Re: TECH: Re: Underlining
From: | Benct Philip Jonsson <conlang@...> |
Date: | Thursday, April 12, 2007, 10:54 |
On 11.4.2007 Mark J. Reed wrote:
> But that's just one example of a more fundamental fact
> that web authors tend to forget: web pages aren't just
> documents; they're a user interface. As such, human
> factors in UI design apply, and aesthetics (and
> traditional typesetting practice) must take a backseat.

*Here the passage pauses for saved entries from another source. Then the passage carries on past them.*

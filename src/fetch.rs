//! Message listing and lookup
//!
//! Builds list/get requests and shapes upstream responses. Subject filtering
//! is done locally over a widened page; everything else is an OData `$filter`.

use schemars::JsonSchema;
use serde::{Deserialize, Serialize};
use serde_json::Value;

use crate::graph::{Operation, UpstreamRequest};

/// Page size of a plain listing
pub const DEFAULT_PAGE_SIZE: u32 = 10;
/// Page size when a subject filter has to be applied locally
pub const SUBJECT_SCAN_PAGE_SIZE: u32 = 50;

pub const DEFAULT_FOLDER: &str = "inbox";

/// Normalized fetch parameters
#[derive(Debug, Clone, PartialEq, Eq)]
pub struct FetchQuery {
    pub folder: String,
    pub is_read: Option<bool>,
    pub sender: Option<String>,
    pub email_id: Option<String>,
    pub subject: Option<String>,
}

impl Default for FetchQuery {
    fn default() -> Self {
        Self {
            folder: DEFAULT_FOLDER.to_owned(),
            is_read: None,
            sender: None,
            email_id: None,
            subject: None,
        }
    }
}

impl FetchQuery {
    /// Non-blank message id, if this is a lookup
    pub fn lookup_id(&self) -> Option<&str> {
        non_blank(self.email_id.as_deref())
    }

    fn subject_filter(&self) -> Option<&str> {
        non_blank(self.subject.as_deref())
    }
}

fn non_blank(value: Option<&str>) -> Option<&str> {
    value.map(str::trim).filter(|v| !v.is_empty())
}

pub fn page_size_for(query: &FetchQuery) -> u32 {
    if query.subject_filter().is_some() {
        SUBJECT_SCAN_PAGE_SIZE
    } else {
        DEFAULT_PAGE_SIZE
    }
}

/// Server-side `$filter` expression, if any clause applies
pub fn build_filter(query: &FetchQuery) -> Option<String> {
    let mut clauses = Vec::new();
    if let Some(is_read) = query.is_read {
        clauses.push(format!("isRead eq {is_read}"));
    }
    if let Some(sender) = non_blank(query.sender.as_deref()) {
        clauses.push(format!(
            "from/emailAddress/address eq '{}'",
            sender.replace('\'', "''")
        ));
    }
    if clauses.is_empty() {
        None
    } else {
        Some(clauses.join(" and "))
    }
}

pub fn get_request(message_id: &str) -> UpstreamRequest {
    UpstreamRequest::new(Operation::GetMessage {
        message_id: message_id.to_owned(),
    })
}

pub fn list_request(query: &FetchQuery) -> UpstreamRequest {
    let folder = non_blank(Some(&query.folder)).unwrap_or(DEFAULT_FOLDER);
    let request = UpstreamRequest::new(Operation::ListMessages {
        folder: folder.to_owned(),
    })
    .with_query("$top", page_size_for(query).to_string());
    match build_filter(query) {
        Some(filter) => request.with_query("$filter", filter),
        None => request,
    }
}

/// Every whitespace-separated term of `filter` occurs in `subject`,
/// case-insensitively. A blank filter matches everything.
pub fn subject_matches(subject: &str, filter: &str) -> bool {
    let subject = subject.to_lowercase();
    filter
        .to_lowercase()
        .split_whitespace()
        .all(|term| subject.contains(term))
}

/// Compact view of one listed message
#[derive(Debug, Clone, PartialEq, Eq, Serialize, Deserialize, JsonSchema)]
pub struct MessageSummary {
    pub id: String,
    pub subject: String,
    pub from: String,
    pub received: String,
    pub is_read: bool,
    pub preview: String,
}

impl MessageSummary {
    pub fn from_message(message: &Value) -> Self {
        Self {
            id: str_field(message, "/id"),
            subject: str_field(message, "/subject"),
            from: sender_address(message),
            received: str_field(message, "/receivedDateTime"),
            is_read: message
                .get("isRead")
                .and_then(Value::as_bool)
                .unwrap_or(false),
            preview: str_field(message, "/bodyPreview"),
        }
    }
}

fn str_field(message: &Value, pointer: &str) -> String {
    message
        .pointer(pointer)
        .and_then(Value::as_str)
        .unwrap_or_default()
        .to_owned()
}

fn sender_address(message: &Value) -> String {
    str_field(message, "/from/emailAddress/address")
}

/// Successful fetch payload
#[derive(Debug, Clone, PartialEq, Serialize, Deserialize, JsonSchema)]
#[serde(untagged)]
pub enum FetchedMail {
    /// Lookup by id, with the most useful fields hoisted
    Single {
        email: Value,
        email_id: String,
        subject: String,
        from: String,
    },
    Listing {
        emails: Vec<Value>,
        email_summaries: Vec<MessageSummary>,
    },
}

impl FetchedMail {
    pub fn single(email: Value) -> Self {
        Self::Single {
            email_id: str_field(&email, "/id"),
            subject: str_field(&email, "/subject"),
            from: sender_address(&email),
            email,
        }
    }

    /// Shape a `{"value": [...]}` listing, applying the local subject filter
    pub fn listing(response: Value, query: &FetchQuery) -> Self {
        let mut emails = match response {
            Value::Object(mut body) => match body.remove("value") {
                Some(Value::Array(items)) => items,
                _ => Vec::new(),
            },
            _ => Vec::new(),
        };
        if let Some(filter) = query.subject_filter() {
            emails.retain(|email| {
                subject_matches(email.get("subject").and_then(Value::as_str).unwrap_or(""), filter)
            });
        }
        let email_summaries = emails.iter().map(MessageSummary::from_message).collect();
        Self::Listing {
            emails,
            email_summaries,
        }
    }

    pub fn summary(&self) -> String {
        match self {
            Self::Single { subject, .. } => format!("fetched message '{subject}'"),
            Self::Listing { emails, .. } => format!("{} message(s) fetched", emails.len()),
        }
    }
}

#[derive(Debug, Clone, PartialEq, Serialize, Deserialize, JsonSchema)]
#[serde(tag = "status", rename_all = "lowercase")]
pub enum FetchResult {
    Success(FetchedMail),
    Error { message: String },
}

> Most users expect links to be underlined and blue (or
> purple if already visited), and while you can mess with
> the specific colors to match your page's color scheme,
> keeping the same contrasts is important. By the same
> token, they expect underlined text to be a link, and get
> frustrated when it's not. This means that underlining is
> otherwise pretty much unusable in web pages, which is
> annoying, but being annoying doesn't make it false.
>
Mark, you said what I felt, but failed to find clear words
for: I expect links in web pages to be underlined, and
underlined words to be links, quite apart from the
(dys)aesthetics of underlining in printed text, where I in
fact don't expect to see underlining at all! Now I also
understand why. Thanks!
As for different colors as semantic indicators I think they
should be secondary, as there still are some black and
white monitors out there, and always will be color blind
people. In fact I know a man who is color blind and just
because of that sets his monitor to b/w! In my new site
design the current page is shown in purple but not
underlined and not a link in the TOC shown no every page,
but that's hardly crucial.
Jim Henry wrote:
> Normally I agree with you, but on a page like this where
> almost every word is a link, the huge mass of underlining
> seems a little distracting. Also, the underlining makes a
> few of the characters with descenders hard to
> read/distinguish. I think I might go with removing the
> underlining but leaving the coloring, and adding some
> comment at the top to say that links aren't underlined for
> such and such reasons.
Yes, I see. In that case I'd probably use CSS to set a
background color, like light gray or light yellow, on
the links -- or the non-links, depending, as I'd
probably use a class on the <a> tags rather than apply
it to a [href] directly.
In a hurry...--
/BP 8^)
--
Benct Philip Jonsson
mailto:melrochX@melroch.se (delete X!)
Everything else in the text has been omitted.